**EXERCISE INSTRUCTIONS**
All entries should be copied exactly, none left out.

═══ TASK MATERIAL ═══

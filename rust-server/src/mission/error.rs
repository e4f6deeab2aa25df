use thiserror::Error;

/// Reasons a mission operation was refused
#[derive(Debug, Error, PartialEq)]
pub enum MissionError {
    #[error("unknown mission '{0}'")]
    UnknownMission(String),
    #[error("player '{0}' is not connected")]
    PlayerNotFound(String),
    #[error("mission '{mission_id}' is not active for player '{player_id}'")]
    NotActive { player_id: String, mission_id: String },
    #[error("inventory of player '{0}' is full")]
    InventoryFull(String),
    #[error("player '{player_id}' no longer holds '{item}'")]
    MissingItem { player_id: String, item: String },
    #[error("failed to remove '{item}' from player '{player_id}'")]
    RemoveFailed { player_id: String, item: String },
}
//! Connected WebSocket sessions
//!
//! Every connection registers an outbound channel here; notifications and
//! catalog broadcasts are encoded once and pushed with `try_send`.

use dashmap::DashMap;
use tokio::sync::mpsc;
use tracing::{debug, warn};

use crate::framework::{Notification, Notifier};
use crate::protocol::{self, ServerMessage};

#[derive(Default)]
pub struct SessionRegistry {
    senders: DashMap<String, mpsc::Sender<Vec<u8>>>,
}

impl SessionRegistry {
    pub fn new() -> Self {
        Self::default()
    }

    pub fn register(&self, player_id: &str, tx: mpsc::Sender<Vec<u8>>) {
        self.senders.insert(player_id.to_string(), tx);
    }

    pub fn unregister(&self, player_id: &str) {
        self.senders.remove(player_id);
    }

    pub fn len(&self) -> usize {
        self.senders.len()
    }

    /// Send a message to a single player
    pub fn send_to_player(&self, player_id: &str, msg: &ServerMessage) {
        let Some(tx) = self.senders.get(player_id) else {
            debug!("No session for player {}, dropping {}", player_id, msg.msg_type());
            return;
        };
        match protocol::encode_server_message(msg) {
            Ok(bytes) => {
                if let Err(e) = tx.try_send(bytes) {
                    warn!("Failed to send {} to {}: {}", msg.msg_type(), player_id, e);
                }
            }
            Err(e) => warn!("Failed to encode {}: {}", msg.msg_type(), e),
        }
    }

    /// Send a message to every connected player
    pub fn broadcast(&self, msg: &ServerMessage) {
        let bytes = match protocol::encode_server_message(msg) {
            Ok(bytes) => bytes,
            Err(e) => {
                warn!("Failed to encode {}: {}", msg.msg_type(), e);
                return;
            }
        };
        for entry in self.senders.iter() {
            if let Err(e) = entry.value().try_send(bytes.clone()) {
                warn!("Failed to broadcast {} to {}: {}", msg.msg_type(), entry.key(), e);
            }
        }
    }
}

impl Notifier for SessionRegistry {
    fn notify(&self, player_id: &str, notification: Notification) {
        self.send_to_player(player_id, &ServerMessage::Notify(notification));
    }
}
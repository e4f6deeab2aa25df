use std::path::PathBuf;

use macroquad::prelude::*;

use crime_client::engine::sandbox::Terrain;
use crime_client::engine::{Coords, SandboxEngine};
use crime_client::input::{InputCommand, InputHandler};
use crime_client::network::{ConnectionState, NetworkClient};
use crime_client::render::{HudInfo, Renderer};
use crime_client::ui::{Overlay, Presentation};
use crime_client::{ClientConfig, CrimeClient};

/// Frames the sandbox takes to stream a model in
const SANDBOX_STREAM_FRAMES: u32 = 12;

fn window_conf() -> Conf {
    Conf {
        window_title: "Mr Crime".to_string(),
        window_width: 1280,
        window_height: 720,
        fullscreen: false,
        ..Default::default()
    }
}

fn load_config() -> ClientConfig {
    let path = std::env::args()
        .nth(1)
        .map(PathBuf::from)
        .unwrap_or_else(|| PathBuf::from("client.toml"));
    match ClientConfig::load_or_default(&path) {
        Ok(config) => config,
        Err(e) => {
            log::error!("{}, using defaults", e);
            ClientConfig::default()
        }
    }
}

fn sandbox(config: &ClientConfig) -> SandboxEngine {
    let mut engine = SandboxEngine::new();
    engine.set_terrain(Terrain::Rolling {
        base: 29.0,
        amplitude: 2.5,
        wavelength: 90.0,
    });
    engine.set_stream_frames(SANDBOX_STREAM_FRAMES);

    // Start a few steps away from Mr Crime
    let npc = config.npc.coords;
    engine.player = Coords::new(npc.x + 6.0, npc.y - 4.0, npc.z);
    engine.move_player(0.0, 0.0);
    engine
}

fn apply_input(client: &mut CrimeClient<SandboxEngine, Overlay>, commands: Vec<InputCommand>) {
    for command in commands {
        match command {
            InputCommand::Move { dx, dy } => client.engine_mut().move_player(dx, dy),
            InputCommand::Interact => {
                if let Some(event) = client.engine().interact() {
                    client.dispatch(event);
                }
            }
            InputCommand::MenuMove(delta) => client.presenter_mut().move_selection(delta),
            InputCommand::MenuConfirm => {
                if let Some(event) = client.presenter().confirm() {
                    client.dispatch(event);
                }
            }
            InputCommand::MenuPick(n) => {
                if let Some(event) = client.presenter().pick(n) {
                    client.dispatch(event);
                }
            }
            InputCommand::MenuClose => client.presenter_mut().close_menu(),
            InputCommand::Command(name) => {
                client.run_command(name);
            }
        }
    }
}

#[macroquad::main(window_conf)]
async fn main() {
    env_logger::init();

    // Set panic hook for native builds to capture crash info
    std::panic::set_hook(Box::new(|panic_info| {
        eprintln!("PANIC: {}", panic_info);
        if let Some(location) = panic_info.location() {
            eprintln!("  at {}:{}:{}", location.file(), location.line(), location.column());
        }
    }));

    let config = load_config();
    let mut client = CrimeClient::new(sandbox(&config), Overlay::new(), &config);
    let mut network = NetworkClient::new(&config.server_url, &config.player_name);
    let mut input_handler = InputHandler::new();
    let renderer = Renderer::new();

    loop {
        let delta = get_frame_time();

        for event in network.poll(delta) {
            client.handle_server_event(event);
        }

        let commands = input_handler.process(client.presenter().is_menu_open(), delta);
        apply_input(&mut client, commands);

        client.engine_mut().advance_streaming();
        client.update(delta);
        client.presenter_mut().update(delta);

        for msg in client.take_outgoing() {
            network.send(&msg);
        }

        let connection = match network.state() {
            ConnectionState::Connected => "verbunden",
            ConnectionState::Connecting => "verbinde...",
            ConnectionState::Disconnected if network.reconnection_failed() => "getrennt",
            ConnectionState::Disconnected => "warte...",
        };
        let hud = HudInfo {
            connection,
            player_id: client.player_id(),
        };
        renderer.render(client.engine(), client.missions(), client.presenter(), &hud);

        next_frame().await;
    }
}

═══

**RESULT FOR THIS TASK**
filename rust-server/src/mission/error.rs
repository e4f6deeab2aa25df
use thiserror::Error;

/// Reasons a mission operation was refused
#[derive(Debug, Error, PartialEq)]
pub enum MissionError {
    #[error("unknown mission '{0}'")]
    UnknownMission(String),
    #[error("player '{0}' is not connected")]
    PlayerNotFound(String),
    #[error("mission '{mission_id}' is not active for player '{player_id}'")]
    NotActive { player_id: String, mission_id: String },
    #[error("inventory of player '{0}' is full")]
    InventoryFull(String),
    #[error("player '{player_id}' no longer holds '{item}'")]
    MissingItem { player_id: String, item: String },
    #[error("failed to remove '{item}' from player '{player_id}'")]
    RemoveFailed { player_id: String, item: String },
}
//! Connected WebSocket sessions
//!
//! Every connection registers an outbound channel here; notifications and
//! catalog broadcasts are encoded once and pushed with `try_send`.

use dashmap::DashMap;
use tokio::sync::mpsc;
use tracing::{debug, warn};

use crate::framework::{Notification, Notifier};
use crate::protocol::{self, ServerMessage};

#[derive(Default)]
pub struct SessionRegistry {
    senders: DashMap<String, mpsc::Sender<Vec<u8>>>,
}

impl SessionRegistry {
    pub fn new() -> Self {
        Self::default()
    }

    pub fn register(&self, player_id: &str, tx: mpsc::Sender<Vec<u8>>) {
        self.senders.insert(player_id.to_string(), tx);
    }

    pub fn unregister(&self, player_id: &str) {
        self.senders.remove(player_id);
    }

    pub fn len(&self) -> usize {
        self.senders.len()
    }

    /// Send a message to a single player
    pub fn send_to_player(&self, player_id: &str, msg: &ServerMessage) {
        let Some(tx) = self.senders.get(player_id) else {
            debug!("No session for player {}, dropping {}", player_id, msg.msg_type());
            return;
        };
        match protocol::encode_server_message(msg) {
            Ok(bytes) => {
                if let Err(e) = tx.try_send(bytes) {
                    warn!("Failed to send {} to {}: {}", msg.msg_type(), player_id, e);
                }
            }
            Err(e) => warn!("Failed to encode {}: {}", msg.msg_type(), e),
        }
    }

    /// Send a message to every connected player
    pub fn broadcast(&self, msg: &ServerMessage) {
        let bytes = match protocol::encode_server_message(msg) {
            Ok(bytes) => bytes,
            Err(e) => {
                warn!("Failed to encode {}: {}", msg.msg_type(), e);
                return;
            }
        };
        for entry in self.senders.iter() {
            if let Err(e) = entry.value().try_send(bytes.clone()) {
                warn!("Failed to broadcast {} to {}: {}", msg.msg_type(), entry.key(), e);
            }
        }
    }
}

impl Notifier for SessionRegistry {
    fn notify(&self, player_id: &str, notification: Notification) {
        self.send_to_player(player_id, &ServerMessage::Notify(notification));
    }
}
repository e4f6deeab2aa25df
use std::path::PathBuf;

use macroquad::prelude::*;

use crime_client::engine::sandbox::Terrain;
use crime_client::engine::{Coords, SandboxEngine};
use crime_client::input::{InputCommand, InputHandler};
use crime_client::network::{ConnectionState, NetworkClient};
use crime_client::render::{HudInfo, Renderer};
use crime_client::ui::{Overlay, Presentation};
use crime_client::{ClientConfig, CrimeClient};

/// Frames the sandbox takes to stream a model in
const SANDBOX_STREAM_FRAMES: u32 = 12;

fn window_conf() -> Conf {
    Conf {
        window_title: "Mr Crime".to_string(),
        window_width: 1280,
        window_height: 720,
        fullscreen: false,
        ..Default::default()
    }
}

fn load_config() -> ClientConfig {
    let path = std::env::args()
        .nth(1)
        .map(PathBuf::from)
        .unwrap_or_else(|| PathBuf::from("client.toml"));
    match ClientConfig::load_or_default(&path) {
        Ok(config) => config,
        Err(e) => {
            log::error!("{}, using defaults", e);
            ClientConfig::default()
        }
    }
}

fn sandbox(config: &ClientConfig) -> SandboxEngine {
    let mut engine = SandboxEngine::new();
    engine.set_terrain(Terrain::Rolling {
        base: 29.0,
        amplitude: 2.5,
        wavelength: 90.0,
    });
    engine.set_stream_frames(SANDBOX_STREAM_FRAMES);

    // Start a few steps away from Mr Crime
    let npc = config.npc.coords;
    engine.player = Coords::new(npc.x + 6.0, npc.y - 4.0, npc.z);
    engine.move_player(0.0, 0.0);
    engine
}

fn apply_input(client: &mut CrimeClient<SandboxEngine, Overlay>, commands: Vec<InputCommand>) {
    for command in commands {
        match command {
            InputCommand::Move { dx, dy } => client.engine_mut().move_player(dx, dy),
            InputCommand::Interact => {
                if let Some(event) = client.engine().interact() {
                    client.dispatch(event);
                }
            }
            InputCommand::MenuMove(delta) => client.presenter_mut().move_selection(delta),
            InputCommand::MenuConfirm => {
                if let Some(event) = client.presenter().confirm() {
                    client.dispatch(event);
                }
            }
            InputCommand::MenuPick(n) => {
                if let Some(event) = client.presenter().pick(n) {
                    client.dispatch(event);
                }
            }
            InputCommand::MenuClose => client.presenter_mut().close_menu(),
            InputCommand::Command(name) => {
                client.run_command(name);
            }
        }
    }
}

#[macroquad::main(window_conf)]
async fn main() {
    env_logger::init();

    // Set panic hook for native builds to capture crash info
    std::panic::set_hook(Box::new(|panic_info| {
        eprintln!("PANIC: {}", panic_info);
        if let Some(location) = panic_info.location() {
            eprintln!("  at {}:{}:{}", location.file(), location.line(), location.column());
        }
    }));

    let config = load_config();
    let mut client = CrimeClient::new(sandbox(&config), Overlay::new(), &config);
    let mut network = NetworkClient::new(&config.server_url, &config.player_name);
    let mut input_handler = InputHandler::new();
    let renderer = Renderer::new();

    loop {
        let delta = get_frame_time();

        for event in network.poll(delta) {
            client.handle_server_event(event);
        }

        let commands = input_handler.process(client.presenter().is_menu_open(), delta);
        apply_input(&mut client, commands);

        client.engine_mut().advance_streaming();
        client.update(delta);
        client.presenter_mut().update(delta);

        for msg in client.take_outgoing() {
            network.send(&msg);
        }

        let connection = match network.state() {
            ConnectionState::Connected => "verbunden",
            ConnectionState::Connecting => "verbinde...",
            ConnectionState::Disconnected if network.reconnection_failed() => "getrennt",
            ConnectionState::Disconnected => "warte...",
        };
        let hud = HudInfo {
            connection,
            player_id: client.player_id(),
        };
        renderer.render(client.engine(), client.missions(), client.presenter(), &hud);

        next_frame().await;
    }
}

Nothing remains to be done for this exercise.